Merhabalar. Daha önce açıkladığım gibi yeni bölümümüz çarşamba ve eğer hazır olursa pazarları da yeni bölümden bir kesit paylaşıyorum.

Bu hafta minik bir istisna yapalım. :D Yeni bölüm cumartesiden geldi. ;) Bir aksilik çıkmazsa çarşamba günü yeni bir bölümle daha görüşmek üzere. ;)

İyi okumalar. :D



Yatağımın içinde oturmuş Savaşın anlattığı şeyleri düşünüyordum.

Para istiyordu, çok para. Sırf bu yüzdense o kızı tavlamak. Hiç tanımadığı birini. Bu çok... ahlaksızcaydı. Kötüydü. Ben böyle şeye nasıl yardımcı olurdum? Nasıl bir insanı kandırmasına-

Ama merak ediyordum. O kız neredeydi? Yıllardır neden ortaya çıkmamıştı? Engelleyen birşey mi vardı? Mesela... Şükrü Altındeğer. Belki de kızının ortaya çıkmasını engelleyen oydu, bu işten en kazançlı o çıkacağına göre. Ama bir insan kendi kızına, kendi evladına bunu yapabilir miydi?

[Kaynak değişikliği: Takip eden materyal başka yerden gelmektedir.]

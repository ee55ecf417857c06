//! Worker registry: self-registration, heartbeat, and the
//! 3-missed-heartbeat inactivity sweep. In-flight locks are not touched
//! here; they simply expire on their own TTL.

use chrono::{DateTime, Utc};
use serde::{Deserialize, Serialize};

const MISSED_HEARTBEATS_BEFORE_INACTIVE: i64 = 3;

#[derive(Debug, Clone, Serialize, Deserialize)]
pub struct Worker {
    pub id: String,
    pub registered_at: DateTime<Utc>,
    pub last_heartbeat_at: DateTime<Utc>,
    pub heartbeat_interval_secs: i64,
    pub active: bool,
}

impl Worker {
    pub fn register(id: String, now: DateTime<Utc>, heartbeat_interval_secs: i64) -> Self {
        Self {
            id,
            registered_at: now,
            last_heartbeat_at: now,
            heartbeat_interval_secs,
            active: true,
        }
    }

    pub fn heartbeat(&mut self, now: DateTime<Utc>) {
        self.last_heartbeat_at = now;
        self.active = true;
    }

    /// True once `now` is past three full heartbeat intervals since the
    /// last one received.
    pub fn is_overdue(&self, now: DateTime<Utc>) -> bool {
        let elapsed = (now - self.last_heartbeat_at).num_seconds();
        elapsed > self.heartbeat_interval_secs * MISSED_HEARTBEATS_BEFORE_INACTIVE
    }
}

/// Marks every worker whose heartbeat is overdue as inactive. Returns the
/// ids that were flipped, for a single log line per transition.
pub fn sweep_inactive(workers: &mut [Worker], now: DateTime<Utc>) -> Vec<String> {
    let mut flipped = Vec::new();
    for worker in workers.iter_mut() {
        if worker.active && worker.is_overdue(now) {
            worker.active = false;
            flipped.push(worker.id.clone());
        }
    }
    flipped
}

#[cfg(test)]
mod tests {
    use super::*;
    use chrono::Duration;

    #[test]
    fn worker_stays_active_within_heartbeat_budget() {
        let now = Utc::now();
        let worker = Worker::register("w1".to_string(), now, 30);
        assert!(!worker.is_overdue(now + Duration::seconds(60)));
    }

    #[test]
    fn worker_goes_overdue_after_three_missed_heartbeats() {
        let now = Utc::now();
        let worker = Worker::register("w1".to_string(), now, 30);
        assert!(worker.is_overdue(now + Duration::seconds(100)));
    }

    #[test]
    fn sweep_flips_only_overdue_workers() {
        let now = Utc::now();
        let mut workers = vec![
            Worker::register("fresh".to_string(), now, 30),
            {
                let mut w = Worker::register("stale".to_string(), now - Duration::seconds(200), 30);
                w.last_heartbeat_at = now - Duration::seconds(200);
                w
            },
        ];
        let flipped = sweep_inactive(&mut workers, now);
        assert_eq!(flipped, vec!["stale".to_string()]);
        assert!(workers[0].active);
        assert!(!workers[1].active);
    }
}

Sıkıntıyla örtümü başımın üzerine çektim. Daha fazla düşünmemeliydim. Düşündükçe herşey daha da kötüleşecekti. En iyisi gözlerimi yumup Savaşın söylediklerini yapmaktı. Bu iş bittiğinde ben de mutlu olacaktım sonuçta. Evet evet, öyleydi.

***

"Hadi gidelim. Bekir amca atları ahıra götürdü." Yüzünü tam seçemediğim çocuk sırıttı.

"Ya, merak ediyorum. Sence atlara yemek mi yedirecek?" Omuzlarımı silktim.

"Olabilir." Çocuk yerinde zıpladı.

"Biz de yedirsek olmaz mı?" Gözlerimi kırpıştırdım.

"Bence olur. Hem Bekir amca da sevinir." Elimi yakalayıp geldiğimiz yöne çekiştirmeye başladı.

Onunla el ele ahırın önünne kadar geldiğimizde durduk. Tek elini ağzına götürdü ve işaret parmağıyla sus işareti yaptı.

"Süpriz yapalım." Hevesle başımı salladım.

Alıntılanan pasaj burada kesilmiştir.